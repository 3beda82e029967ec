//! API error handling.

use axum::{
    http::StatusCode,
    response::{IntoResponse, Response},
    Json,
};
use serde::Serialize;

use atelier_core::error::AtelierError;

/// API error type.
#[derive(Debug)]
pub struct ApiError {
    status: StatusCode,
    message: String,
    code: String,
}

impl ApiError {
    /// Creates a new API error.
    pub fn new(status: StatusCode, message: impl Into<String>, code: impl Into<String>) -> Self {
        Self {
            status,
            message: message.into(),
            code: code.into(),
        }
    }

    /// Bad request error.
    pub fn bad_request(message: impl Into<String>) -> Self {
        Self::new(StatusCode::BAD_REQUEST, message, "BAD_REQUEST")
    }

    /// Not found error.
    pub fn not_found(message: impl Into<String>) -> Self {
        Self::new(StatusCode::NOT_FOUND, message, "NOT_FOUND")
    }

    /// Internal server error.
    pub fn internal(message: impl Into<String>) -> Self {
        Self::new(StatusCode::INTERNAL_SERVER_ERROR, message, "INTERNAL_ERROR")
    }
}

/// Error response body.
#[derive(Serialize)]
struct ErrorResponse {
    error: ErrorBody,
}

#[derive(Serialize)]
struct ErrorBody {
    code: String,
    message: String,
}

impl IntoResponse for ApiError {
    fn into_response(self) -> Response {
        let body = ErrorResponse {
            error: ErrorBody {
                code: self.code,
                message: self.message,
            },
        };

        (self.status, Json(body)).into_response()
    }
}

impl From<AtelierError> for ApiError {
    fn from(err: AtelierError) -> Self {
        match &err {
            AtelierError::NotBuilder => {
                ApiError::new(StatusCode::FORBIDDEN, err.to_string(), "NOT_BUILDER")
            }
            AtelierError::BuilderExists => {
                ApiError::new(StatusCode::CONFLICT, err.to_string(), "BUILDER_EXISTS")
            }
            AtelierError::AlreadyRequested => {
                ApiError::new(StatusCode::CONFLICT, err.to_string(), "ALREADY_REQUESTED")
            }
            AtelierError::NoSuchRequest => {
                ApiError::new(StatusCode::NOT_FOUND, err.to_string(), "NO_SUCH_REQUEST")
            }
            AtelierError::IndexOutOfRange { .. } => {
                ApiError::new(StatusCode::NOT_FOUND, err.to_string(), "OUT_OF_RANGE")
            }
            AtelierError::InvalidKeyEncoding(_) => {
                ApiError::new(StatusCode::BAD_REQUEST, err.to_string(), "INVALID_KEY")
            }
            AtelierError::InvalidAddress(_) | AtelierError::HexError(_) => {
                ApiError::new(StatusCode::BAD_REQUEST, err.to_string(), "INVALID_ADDRESS")
            }
            _ => {
                tracing::error!(error = %err, "Internal error");
                ApiError::internal("An internal error occurred")
            }
        }
    }
}
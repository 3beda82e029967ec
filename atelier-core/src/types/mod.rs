//! Domain types for the Atelier registry.

mod address;
mod builder;
mod keys;

pub use address::BuilderAddress;
pub use builder::{BuilderRecord, JoinRequest};
pub use keys::{KeyParity, PublicKeyBytes, RegisteredKey};
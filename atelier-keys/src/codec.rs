//! Conversion between SEC1 key encodings and the registry's stored form.
//!
//! ## Stored form
//!
//! ```text
//! SEC1 compressed: tag (02|03) || X (32 bytes)
//!                     │             │
//!                  parity bit    key bytes
//! ```
//!
//! The registry keeps the two parts separately; recombining them yields the
//! compressed point, and decompression recovers the full key.

use k256::elliptic_curve::sec1::ToEncodedPoint;
use rand::rngs::OsRng;
use zeroize::{Zeroize, ZeroizeOnDrop};

use atelier_core::constants::{
    ADDRESS_SIZE, COMPRESSED_KEY_SIZE, KECCAK256_SIZE, PUBLIC_KEY_SIZE, SEC1_TAG_EVEN,
    SEC1_TAG_ODD, SEC1_TAG_UNCOMPRESSED, UNCOMPRESSED_KEY_SIZE,
};
use atelier_core::error::{AtelierError, Result};
use atelier_core::types::{BuilderAddress, KeyParity, PublicKeyBytes, RegisteredKey};

use crate::hash::keccak256;

// ═══════════════════════════════════════════════════════════════════════════════
// SIGNING SECRET
// ═══════════════════════════════════════════════════════════════════════════════

/// A secp256k1 private scalar, zeroized on drop.
///
/// Never expose this key in logs or error messages.
#[derive(Zeroize, ZeroizeOnDrop)]
pub struct SigningSecret {
    bytes: [u8; PUBLIC_KEY_SIZE],
}

impl SigningSecret {
    /// Creates from a fixed-size array.
    pub fn from_array(bytes: [u8; PUBLIC_KEY_SIZE]) -> Self {
        Self { bytes }
    }

    /// Returns the raw bytes.
    ///
    /// # Security
    /// Handle the returned bytes carefully - do not log or expose them.
    pub fn as_bytes(&self) -> &[u8] {
        &self.bytes
    }

    /// Returns the hex-encoded scalar.
    pub fn to_hex(&self) -> String {
        hex::encode(self.bytes)
    }
}

impl std::fmt::Debug for SigningSecret {
    fn fmt(&self, f: &mut std::fmt::Formatter<'_>) -> std::fmt::Result {
        // Never expose secret key content
        write!(f, "SigningSecret([REDACTED])")
    }
}

// ═══════════════════════════════════════════════════════════════════════════════
// ENCODING
// ═══════════════════════════════════════════════════════════════════════════════

/// Encodes a raw public key into the registry's stored form.
///
/// Accepts hex (with or without `0x`) in any of the usual shapes: SEC1
/// uncompressed (65 bytes), bare `X || Y` (64 bytes), or SEC1 compressed
/// (33 bytes). The input must be a valid secp256k1 point.
///
/// # Errors
/// `InvalidKeyEncoding` for bad hex, unsupported lengths, or off-curve input.
pub fn encode_public_key(raw_hex: &str) -> Result<RegisteredKey> {
    let s = raw_hex.strip_prefix("0x").unwrap_or(raw_hex);
    let bytes = hex::decode(s)
        .map_err(|e| AtelierError::InvalidKeyEncoding(format!("public key hex: {e}")))?;

    let sec1 = match bytes.len() {
        UNCOMPRESSED_KEY_SIZE | COMPRESSED_KEY_SIZE => bytes,
        len if len == 2 * PUBLIC_KEY_SIZE => {
            let mut prefixed = Vec::with_capacity(UNCOMPRESSED_KEY_SIZE);
            prefixed.push(SEC1_TAG_UNCOMPRESSED);
            prefixed.extend_from_slice(&bytes);
            prefixed
        }
        other => {
            return Err(AtelierError::InvalidKeyEncoding(format!(
                "unsupported public key length: {other} bytes"
            )))
        }
    };

    let point = k256::PublicKey::from_sec1_bytes(&sec1)
        .map_err(|_| AtelierError::InvalidKeyEncoding("not a valid secp256k1 point".into()))?;

    Ok(encode_point(&point))
}

/// Derives the registry encoding of the public key behind a private scalar.
///
/// # Errors
/// `InvalidKeyEncoding` for bad hex or a scalar outside the curve order.
pub fn export_public_key(private_hex: &str) -> Result<RegisteredKey> {
    let s = private_hex.strip_prefix("0x").unwrap_or(private_hex);
    let mut bytes = hex::decode(s)
        .map_err(|e| AtelierError::InvalidKeyEncoding(format!("private key hex: {e}")))?;

    let secret = k256::SecretKey::from_slice(&bytes).map_err(|_| {
        AtelierError::InvalidKeyEncoding("not a valid secp256k1 private scalar".into())
    })?;
    bytes.zeroize();

    Ok(encode_point(&secret.public_key()))
}

/// Generates a fresh secp256k1 identity.
pub fn generate_keypair() -> (SigningSecret, RegisteredKey) {
    let secret = k256::SecretKey::random(&mut OsRng);
    let key = encode_point(&secret.public_key());

    let mut field_bytes = secret.to_bytes();
    let mut scalar = [0u8; PUBLIC_KEY_SIZE];
    scalar.copy_from_slice(&field_bytes);
    field_bytes.as_mut_slice().zeroize();

    (SigningSecret::from_array(scalar), key)
}

fn encode_point(public: &k256::PublicKey) -> RegisteredKey {
    let compressed = public.to_encoded_point(true);
    let bytes = compressed.as_bytes();

    let parity = if bytes[0] == SEC1_TAG_ODD {
        KeyParity::Odd
    } else {
        KeyParity::Even
    };

    let mut x = [0u8; PUBLIC_KEY_SIZE];
    x.copy_from_slice(&bytes[1..]);

    RegisteredKey::new(parity, PublicKeyBytes::from_array(x))
}

// ═══════════════════════════════════════════════════════════════════════════════
// DECODING
// ═══════════════════════════════════════════════════════════════════════════════

/// Reassembles the SEC1 compressed encoding from the stored form.
pub fn decode_public_key(key: &RegisteredKey) -> [u8; COMPRESSED_KEY_SIZE] {
    let mut out = [0u8; COMPRESSED_KEY_SIZE];
    out[0] = if key.parity.is_odd() {
        SEC1_TAG_ODD
    } else {
        SEC1_TAG_EVEN
    };
    out[1..].copy_from_slice(key.public_key.as_bytes());
    out
}

/// Recovers the SEC1 uncompressed encoding from the stored form.
///
/// # Errors
/// `InvalidKeyEncoding` if the stored X coordinate is not on the curve.
pub fn decompress_public_key(key: &RegisteredKey) -> Result<[u8; UNCOMPRESSED_KEY_SIZE]> {
    let compressed = decode_public_key(key);
    let point = k256::PublicKey::from_sec1_bytes(&compressed).map_err(|_| {
        AtelierError::InvalidKeyEncoding("stored key does not decompress to a curve point".into())
    })?;

    let uncompressed = point.to_encoded_point(false);
    let mut out = [0u8; UNCOMPRESSED_KEY_SIZE];
    out.copy_from_slice(uncompressed.as_bytes());
    Ok(out)
}

/// Derives the builder address for a registered key.
///
/// The address is the trailing 20 bytes of the Keccak-256 hash of the
/// uncompressed key without its tag byte.
pub fn derive_address(key: &RegisteredKey) -> Result<BuilderAddress> {
    let uncompressed = decompress_public_key(key)?;
    let hash = keccak256(&uncompressed[1..]);
    BuilderAddress::from_bytes(&hash[KECCAK256_SIZE - ADDRESS_SIZE..])
}
//! API route handlers.

use std::sync::Arc;

use axum::{
    extract::{Path, State},
    http::HeaderMap,
    Json,
};
use tracing::{debug, info};

use atelier_core::types::{BuilderAddress, RegisteredKey};

use crate::dto::*;
use crate::error::ApiError;
use crate::state::AppState;

type Result<T> = std::result::Result<T, ApiError>;

/// Header carrying the caller's address on every operation.
pub const CALLER_HEADER: &str = "x-atelier-caller";

/// Extracts the caller identity from the request headers.
fn caller(headers: &HeaderMap) -> Result<BuilderAddress> {
    let value = headers
        .get(CALLER_HEADER)
        .ok_or_else(|| ApiError::bad_request(format!("missing {CALLER_HEADER} header")))?;
    let raw = value
        .to_str()
        .map_err(|_| ApiError::bad_request("caller header is not valid UTF-8"))?;
    raw.parse()
        .map_err(|e| ApiError::bad_request(format!("invalid caller address: {e}")))
}

/// GET /health
pub async fn health_check() -> Json<serde_json::Value> {
    Json(serde_json::json!({ "status": "ok" }))
}

/// GET /api/v1/builders
pub async fn list_builders(State(state): State<Arc<AppState>>) -> Json<ListBuildersResponse> {
    let builders = state
        .registry
        .builders()
        .into_iter()
        .map(BuilderDto::from)
        .collect();
    Json(ListBuildersResponse { builders })
}

/// GET /api/v1/builders/:address
pub async fn get_builder(
    State(state): State<Arc<AppState>>,
    Path(address): Path<String>,
) -> Result<Json<BuilderDto>> {
    let address: BuilderAddress = address
        .parse()
        .map_err(|e| ApiError::bad_request(format!("invalid address: {e}")))?;

    state
        .registry
        .builder(address)
        .map(|record| Json(BuilderDto::from(record)))
        .ok_or_else(|| ApiError::not_found(format!("no builder registered at {address}")))
}

/// POST /api/v1/builders
pub async fn add_builder(
    State(state): State<Arc<AppState>>,
    headers: HeaderMap,
    Json(body): Json<AddBuilderBody>,
) -> Result<Json<BuilderDto>> {
    let caller = caller(&headers)?;
    let key = RegisteredKey::new(body.parity, body.public_key);

    state.registry.add_builder(caller, body.address, key)?;
    info!(address = %body.address, added_by = %caller, "builder added");

    // the record must exist now; a miss would be an internal fault
    state
        .registry
        .builder(body.address)
        .map(|record| Json(BuilderDto::from(record)))
        .ok_or_else(|| ApiError::internal("builder vanished after insertion"))
}

/// PUT /api/v1/builders/key
pub async fn set_builder_key(
    State(state): State<Arc<AppState>>,
    headers: HeaderMap,
    Json(body): Json<KeyBody>,
) -> Result<Json<BuilderDto>> {
    let caller = caller(&headers)?;
    let key = RegisteredKey::new(body.parity, body.public_key);

    state.registry.set_builder_public_key(caller, key)?;
    debug!(builder = %caller, "registered key replaced");

    state
        .registry
        .builder(caller)
        .map(|record| Json(BuilderDto::from(record)))
        .ok_or_else(|| ApiError::internal("builder vanished after key update"))
}

/// GET /api/v1/requests
pub async fn list_requests(State(state): State<Arc<AppState>>) -> Json<ListRequestsResponse> {
    let requests = state
        .registry
        .join_requests()
        .into_iter()
        .map(JoinRequestDto::from)
        .collect();
    Json(ListRequestsResponse { requests })
}

/// POST /api/v1/requests
pub async fn request_join(
    State(state): State<Arc<AppState>>,
    headers: HeaderMap,
    Json(body): Json<KeyBody>,
) -> Result<Json<JoinRequestDto>> {
    let caller = caller(&headers)?;
    let key = RegisteredKey::new(body.parity, body.public_key);

    state.registry.request_join(caller, key)?;
    info!(requester = %caller, "join requested");

    state
        .registry
        .join_request(caller)
        .map(|request| Json(JoinRequestDto::from(request)))
        .ok_or_else(|| ApiError::internal("request vanished after insertion"))
}

/// POST /api/v1/requests/:address/accept
pub async fn accept_request(
    State(state): State<Arc<AppState>>,
    headers: HeaderMap,
    Path(address): Path<String>,
) -> Result<Json<BuilderDto>> {
    let caller = caller(&headers)?;
    let address: BuilderAddress = address
        .parse()
        .map_err(|e| ApiError::bad_request(format!("invalid address: {e}")))?;

    let record = state.registry.accept_join_request(caller, address)?;
    info!(%address, accepted_by = %caller, "join request accepted");

    Ok(Json(BuilderDto::from(record)))
}

/// POST /api/v1/requests/:address/decline
pub async fn decline_request(
    State(state): State<Arc<AppState>>,
    headers: HeaderMap,
    Path(address): Path<String>,
) -> Result<Json<serde_json::Value>> {
    let caller = caller(&headers)?;
    let address: BuilderAddress = address
        .parse()
        .map_err(|e| ApiError::bad_request(format!("invalid address: {e}")))?;

    state.registry.decline_join_request(caller, address)?;
    info!(%address, declined_by = %caller, "join request declined");

    Ok(Json(serde_json::json!({ "declined": address })))
}

/// GET /api/v1/registry/stats
pub async fn get_stats(State(state): State<Arc<AppState>>) -> Json<StatsResponse> {
    Json(StatsResponse::from(state.registry.stats()))
}
//! Protocol constants for Atelier.
//!
//! Key sizes follow the SEC1 encoding of secp256k1 points; the registry
//! stores a key as its X coordinate plus a one-bit Y parity.

// ═══════════════════════════════════════════════════════════════════════════════
// KEY SIZES (SEC1 / secp256k1)
// ═══════════════════════════════════════════════════════════════════════════════

/// Size of the stored public key material in bytes (the X coordinate).
/// The Y coordinate is recovered from the parity bit.
pub const PUBLIC_KEY_SIZE: usize = 32;

/// Size of a SEC1 compressed public key (tag byte + X coordinate).
pub const COMPRESSED_KEY_SIZE: usize = 1 + PUBLIC_KEY_SIZE;

/// Size of a SEC1 uncompressed public key (tag byte + X + Y).
pub const UNCOMPRESSED_KEY_SIZE: usize = 1 + 2 * PUBLIC_KEY_SIZE;

/// SEC1 tag byte for a compressed point with even Y.
pub const SEC1_TAG_EVEN: u8 = 0x02;

/// SEC1 tag byte for a compressed point with odd Y.
pub const SEC1_TAG_ODD: u8 = 0x03;

/// SEC1 tag byte for an uncompressed point.
pub const SEC1_TAG_UNCOMPRESSED: u8 = 0x04;

// ═══════════════════════════════════════════════════════════════════════════════
// ADDRESS CONSTANTS
// ═══════════════════════════════════════════════════════════════════════════════

/// Size of a builder address in bytes (20 bytes = 160 bits).
pub const ADDRESS_SIZE: usize = 20;

/// Size of a Keccak-256 hash output.
pub const KECCAK256_SIZE: usize = 32;

// ═══════════════════════════════════════════════════════════════════════════════
// CONTENT STORAGE
// ═══════════════════════════════════════════════════════════════════════════════

/// Download attempts before a transient timeout becomes a hard failure.
pub const DOWNLOAD_RETRY_ATTEMPTS: u32 = 5;

/// Delay between download retry attempts, in seconds.
pub const DOWNLOAD_RETRY_DELAY_SECS: u64 = 5;

/// Size of the AES-GCM nonce prepended to encrypted content.
pub const CONTENT_NONCE_SIZE: usize = 12;

/// Size of the symmetric secret used to decrypt stored content.
pub const CONTENT_SECRET_SIZE: usize = 32;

######

* [Aim of the task]: The lines above that hold the word "after" should be found and copied out.

* [Task output]:
        .ok_or_else(|| ApiError::internal("builder vanished after insertion"))
        .ok_or_else(|| ApiError::internal("builder vanished after key update"))
        .ok_or_else(|| ApiError::internal("request vanished after insertion"))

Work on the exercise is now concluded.